Exelon and Prometax have been authorised in the European Union since May 1998. All forms of the medicine can be used for the treatment of patients with mild to moderately severe Alzheimer's dementia, a progressive brain disorder that gradually affects memory, intellectual ability and behaviour.

The capsules and oral solution can also be used to treat mild to moderately severe dementia in patients with Parkinson's disease.

The transdermal patches of Exelon and Prometax were also expected to be used to treat mild to moderately severe dementia associated with Parkinson's disease, which can already be treated using the capsules and oral solution.

The transdermal patches are expected to work in the same way as the capsules and oral solution. In patients with dementia due to Parkinson's disease, certain nerve cells die in the brain, resulting in low levels of the neurotransmitter acetylcholine (a substance that allows nerve cells to communicate with each other). The active substance in Exelon and Prometax, rivastigmine, works by blocking the enzymes that break down acetylcholine: acetylcholinesterase and butyrylcholinesterase. By blocking these enzymes, rivastigmine allows levels of acetylcholine to be increased in the brain, helping to reduce the symptoms of dementia in patients with Parkinson's disease.

The company presented the results of a study designed to assess the long-term effects of the capsule and transdermal patch in 583 patients with mild to moderately severe dementia associated with Parkinson's disease. About half of the patients took the capsule, and half were treated with the patch, for 76 weeks. This study was originally designed to assess the long-term safety of the capsules, but the company later extended its aim to include the assessment of the benefits and risks of the transdermal patch in the treatment of dementia associated with Parkinson's disease. The company also presented a 'pharmacokinetic' analysis of the way rivastigmine from the patch is handled in the body when given to patients with dementia associated with Parkinson's disease, compared with what is seen in patients with Alzheimer's dementia.

The application was withdrawn after 'day 90'. This means that the CHMP had evaluated the documentation provided by the company and formulated lists of questions. After the CHMP had assessed the company's responses to the questions, there were still some unresolved issues.

Based on the review of the data and the company's response to the CHMP lists of questions, at the time of the withdrawal, the CHMP had some concerns and was of the provisional opinion that the transdermal patch could not have been approved for the treatment of mild to moderately severe dementia associated with Parkinson's disease.

The Committee was concerned that the new study was not sufficient to conclude on the effectiveness of the patch in patients with dementia associated with Parkinson's disease. The company had presented pharmacokinetic data showing that, when using the patch, rivastigmine levels in patients with Parkinson's disease were similar to the levels seen in patients with Alzheimer's, but the CHMP noted that the dementia in the two diseases was different and could respond differently to treatment. The Committee therefore considered that the pharmacokinetic data were not sufficient to draw conclusions on the effectiveness of the patch and that additional data would be required.
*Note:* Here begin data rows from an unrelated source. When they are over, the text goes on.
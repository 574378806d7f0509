use async_trait::async_trait;
use std::fmt::Debug;

use crate::{
    error::Result, ledger_client::LedgerClient, logic::SCLogic, transaction::TxId,
};

/// Interface for running a contract's endpoints and lookups
#[async_trait]
pub trait SmartContractTrait {
    /// Endpoint type
    type Endpoint;
    /// Lookup type
    type Lookup;
    /// Lookup response type
    type LookupResponse;
    /// Build, sign and submit the transaction for `endpoint`
    async fn hit_endpoint(&self, endpoint: Self::Endpoint) -> Result<TxId>;
    /// Answer `lookup` without submitting anything
    async fn lookup(&self, lookup: Self::Lookup) -> Result<Self::LookupResponse>;
}

/// A contract's logic bound to the ledger it runs against
#[derive(Debug)]
pub struct SmartContract<Logic, LC>
where
    Logic: SCLogic,
    LC: LedgerClient<Logic::Datums, Logic::Redeemers>,
{
    offchain_logic: Logic,
    ledger_client: LC,
}

impl<Logic, LC> SmartContract<Logic, LC>
where
    Logic: SCLogic,
    LC: LedgerClient<Logic::Datums, Logic::Redeemers>,
{
    /// Constructor for SmartContract
    pub fn new(offchain_logic: Logic, ledger_client: LC) -> Self {
        SmartContract {
            offchain_logic,
            ledger_client,
        }
    }

    /// Getter for the contract's logic
    pub fn logic(&self) -> &Logic {
        &self.offchain_logic
    }

    /// Getter for the underlying ledger client
    pub fn ledger_client(&self) -> &LC {
        &self.ledger_client
    }
}

#[async_trait]
impl<Logic, LC> SmartContractTrait for SmartContract<Logic, LC>
where
    Logic: SCLogic + Eq + Debug + Send + Sync,
    LC: LedgerClient<Logic::Datums, Logic::Redeemers> + Send + Sync,
{
    type Endpoint = Logic::Endpoints;
    type Lookup = Logic::Lookups;
    type LookupResponse = Logic::LookupResponses;

    async fn hit_endpoint(&self, endpoint: Logic::Endpoints) -> Result<TxId> {
        let tx_actions = Logic::handle_endpoint(endpoint, &self.ledger_client).await?;
        let tx_id = self.ledger_client.issue(tx_actions).await?;
        tracing::info!(tx_id = %tx_id, "Submitted transaction");
        Ok(tx_id)
    }

    async fn lookup(&self, lookup: Self::Lookup) -> Result<Self::LookupResponse> {
        Ok(Logic::lookup(lookup, &self.ledger_client).await?)
    }
}
use thiserror::Error;

/// Blockfrost backed ledger client module
pub mod blockfrost_client;
/// Signing keys module
pub mod keys;
/// Test ledger client module
pub mod test_ledger_client;

use async_trait::async_trait;

use crate::{
    output::{Output, OutputId},
    transaction::{TxActions, TxId},
    PolicyId,
};
use pallas_addresses::{Address, Network};
use std::error;

/// Interface defining interactions with your specific ledger--AKA the Cardano blockchain. The
/// abstraction allows the concept of fake and mock ledgers to be used in tests and simulations.
#[async_trait]
pub trait LedgerClient<Datum, Redeemer>: Send + Sync {
    /// Get the base address for the signer key owned by instance of the `LedgerClient`
    async fn signer_base_address(&self) -> LedgerClientResult<Address>;

    /// Get list of UTxOs owned by a given address limited by `count`
    async fn outputs_at_address(
        &self,
        address: &Address,
        count: usize,
    ) -> LedgerClientResult<Vec<Output<Datum>>>;

    /// Get complete list of UTxOs owned by a given address
    async fn all_outputs_at_address(
        &self,
        address: &Address,
    ) -> LedgerClientResult<Vec<Output<Datum>>>;

    /// Get a specific UTxO. `None` if it was never created or has been spent.
    async fn output_by_id(&self, id: &OutputId) -> LedgerClientResult<Option<Output<Datum>>>;

    /// Get the balance for a specific policy at a given address
    async fn balance_at_address(
        &self,
        address: &Address,
        policy: &PolicyId,
    ) -> LedgerClientResult<u64> {
        self.all_outputs_at_address(address)
            .await?
            .iter()
            .filter_map(|o| o.values().get(policy))
            .try_fold(0u64, |acc, val| acc.checked_add(val))
            .ok_or_else(|| LedgerClientError::BalanceOverflow(address.clone(), policy.clone()))
    }

    /// Issue a transaction to the ledger signed by the signer key owned by the instance of `LedgerClient`
    async fn issue(&self, tx: TxActions<Datum, Redeemer>) -> LedgerClientResult<TxId>;

    /// Get the network identifier for the ledger
    async fn network(&self) -> LedgerClientResult<Network>;
}

#[allow(missing_docs)]
#[derive(Debug, Error)]
pub enum LedgerClientError {
    #[error("Couldn't retrieve signer credential: {0}")]
    BaseAddress(Box<dyn error::Error + Send + Sync>),
    #[error("Balance of {1} at {0:?} overflows")]
    BalanceOverflow(Address, PolicyId),
    #[error("Failed to retrieve outputs at {0:?}: {1:?}.")]
    FailedToRetrieveOutputsAt(Address, Box<dyn error::Error + Send + Sync>),
    #[error("Failed to retrieve UTXO with ID {0}: {1:?}.")]
    FailedToRetrieveOutputWithId(OutputId, Box<dyn error::Error + Send + Sync>),
    #[error("Failed to issue transaction: {0}")]
    FailedToIssueTx(Box<dyn error::Error + Send + Sync>),
    #[error("There isn't a single utxo big enough for collateral")]
    NoBigEnoughCollateralUTxO,
    #[error("The script input you're trying to spend doesn't have a datum")]
    NoDatumOnScriptInput,
    #[error("Config error: {0}")]
    ConfigError(String),
}

#[allow(missing_docs)]
pub type LedgerClientResult<T> = Result<T, LedgerClientError>;
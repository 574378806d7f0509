use crate::ledger_client::test_ledger_client::{TestLCError, TestLedgerStorage};
use crate::ledger_client::LedgerClientError::FailedToIssueTx;
use crate::ledger_client::{LedgerClientError, LedgerClientResult};
use crate::output::{Output, OutputId};
use crate::Address;
use pallas_addresses::Network;
use std::sync::{Arc, Mutex, MutexGuard};

type MutableData<Datum> = Arc<Mutex<Vec<Output<Datum>>>>;

/// UTxO set held behind a mutex
#[derive(Debug)]
pub struct InMemoryStorage<Datum> {
    /// Signing address, `None` when no credential is configured
    pub signer: Option<Address>,
    /// Live outputs
    pub outputs: MutableData<Datum>,
    /// Network reported to callers
    pub network: Network,
}

impl<Datum> InMemoryStorage<Datum> {
    fn lock(&self) -> Result<MutexGuard<'_, Vec<Output<Datum>>>, TestLCError> {
        self.outputs
            .lock()
            .map_err(|e| TestLCError::Mutex(format! {"{:?}", e}))
    }
}

#[async_trait::async_trait]
impl<Datum: Clone + Send + Sync + PartialEq> TestLedgerStorage<Datum> for InMemoryStorage<Datum> {
    async fn signer(&self) -> LedgerClientResult<Address> {
        self.signer
            .clone()
            .ok_or_else(|| LedgerClientError::BaseAddress(Box::new(TestLCError::NoSigner)))
    }

    async fn outputs_by_count(
        &self,
        address: &Address,
        count: usize,
    ) -> LedgerClientResult<Vec<Output<Datum>>> {
        let outputs = self
            .lock()
            .map_err(|e| {
                LedgerClientError::FailedToRetrieveOutputsAt(address.clone(), Box::new(e))
            })?
            .iter()
            .filter(|o| o.owner() == address)
            .take(count)
            .cloned()
            .collect();
        Ok(outputs)
    }

    async fn all_outputs(&self, address: &Address) -> LedgerClientResult<Vec<Output<Datum>>> {
        let outputs = self
            .lock()
            .map_err(|e| {
                LedgerClientError::FailedToRetrieveOutputsAt(address.clone(), Box::new(e))
            })?
            .iter()
            .filter(|o| o.owner() == address)
            .cloned()
            .collect();
        Ok(outputs)
    }

    async fn output_by_id(&self, id: &OutputId) -> LedgerClientResult<Option<Output<Datum>>> {
        let output = self
            .lock()
            .map_err(|e| LedgerClientError::FailedToRetrieveOutputWithId(id.clone(), Box::new(e)))?
            .iter()
            .find(|o| o.id() == id)
            .cloned();
        Ok(output)
    }

    async fn commit(
        &self,
        spent: &[OutputId],
        created: Vec<Output<Datum>>,
    ) -> LedgerClientResult<()> {
        let mut ledger_utxos = self.lock().map_err(|e| FailedToIssueTx(Box::new(e)))?;
        if let Some(stale) = spent
            .iter()
            .find(|id| !ledger_utxos.iter().any(|o| o.id() == *id))
        {
            return Err(FailedToIssueTx(Box::new(TestLCError::StaleInput(
                stale.clone(),
            ))));
        }
        ledger_utxos.retain(|o| !spent.contains(o.id()));
        ledger_utxos.extend(created);
        Ok(())
    }

    async fn network(&self) -> LedgerClientResult<Network> {
        Ok(self.network)
    }
}
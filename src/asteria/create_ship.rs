use crate::{
    asteria::{
        display_address, lookups::current_asteria, pilot_token_name,
        reference::fetch_reference_script, ship_token_name, AsteriaDatums, AsteriaError,
        AsteriaRedeemers, CreateShip, ShipDatum, SHIP_MIN_LOVELACE,
    },
    ledger_client::LedgerClient,
    transaction::TxActions,
    values::Values,
    PolicyId,
};

/// Spend the Asteria UTxO to bump its counter and collect the fee, mint the ship and pilot
/// tokens, and lock the ship at the Spacetime address.
pub async fn create_ship<LC>(
    ledger_client: &LC,
    params: CreateShip,
) -> Result<TxActions<AsteriaDatums, AsteriaRedeemers>, AsteriaError>
where
    LC: LedgerClient<AsteriaDatums, AsteriaRedeemers>,
{
    // Fails without touching the network when there is no credential
    ledger_client.signer_base_address().await?;
    let network = ledger_client.network().await?;

    let (asteria_ref, spacetime_ref) = futures::try_join!(
        fetch_reference_script::<_, AsteriaRedeemers, _>(
            ledger_client,
            &params.asteria_ref_tx_hash
        ),
        fetch_reference_script::<_, AsteriaRedeemers, _>(
            ledger_client,
            &params.spacetime_ref_tx_hash
        ),
    )?;
    let asteria_address = asteria_ref.script.address(network)?;
    let spacetime_address = spacetime_ref.script.address(network)?;
    let shipyard_policy = spacetime_ref.script.policy_id();
    tracing::debug!(
        asteria = %display_address(&asteria_address),
        spacetime = %display_address(&spacetime_address),
        %shipyard_policy,
        "Resolved contract addresses"
    );

    let (asteria, datum) =
        current_asteria(ledger_client, &asteria_address, Some(&params.admin_token)).await?;
    let counter = datum.ship_counter;
    let next_datum = datum.next_ship()?;

    let ship_name = ship_token_name(counter);
    let pilot_name = pilot_token_name(counter);
    let ship_token = PolicyId::native_token_named(&shipyard_policy, &ship_name);
    let ship_datum = ShipDatum {
        fuel: params.initial_fuel,
        pos_x: params.pos_x,
        pos_y: params.pos_y,
        ship_token_name: ship_name.clone(),
        pilot_token_name: pilot_name.clone(),
    };
    let ship_values = Values::default()
        .with(&PolicyId::Lovelace, SHIP_MIN_LOVELACE)
        .with(&ship_token, 1);

    let asteria_lovelace = asteria
        .values()
        .lovelace()
        .checked_add(params.ship_mint_lovelace_fee)
        .ok_or(AsteriaError::FeeOverflow)?;
    let asteria_values = Values::default()
        .with(&params.admin_token.policy_id(), 1)
        .with(&PolicyId::Lovelace, asteria_lovelace);

    tracing::info!(
        asteria = %asteria.id(),
        ship_counter = counter,
        ship = %String::from_utf8_lossy(&ship_name),
        "Creating ship"
    );

    let shipyard = spacetime_ref.script.clone();
    let actions = TxActions::default()
        .with_reference_input(asteria_ref.output)
        .with_reference_input(spacetime_ref.output)
        .with_mint(1, ship_name, AsteriaRedeemers::MintShip, shipyard.clone())
        .with_mint(1, pilot_name, AsteriaRedeemers::MintShip, shipyard)
        .with_script_redeem(asteria, AsteriaRedeemers::AddNewShip, asteria_ref.script)
        .with_script_init(ship_datum.into(), ship_values, spacetime_address)
        .with_script_init(next_datum.into(), asteria_values, asteria_address);
    Ok(actions)
}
Therefore, at the time of the withdrawal, the CHMP was of the opinion that the benefits of Exelon/Prometax transdermal patch in the treatment of mild to moderately severe dementia associated with Parkinson's disease were uncertain and did not outweigh its risks.

In its official letter, the company stated that it decided to withdraw the application after the CHMP indicated that in order to conclude on a favourable approval additional data was required, which could not be generated within the allowed timeframe.

The withdrawal letter is available under the tab 'All documents'.

The company informed the CHMP that there are no consequences for patients currently included in clinical trials with Exelon or Prometax.

If you are in a clinical trial and need more information about your treatment, contact the doctor who is giving it to you.

There are no consequences on the use of Exelon and Prometax in their authorised indications.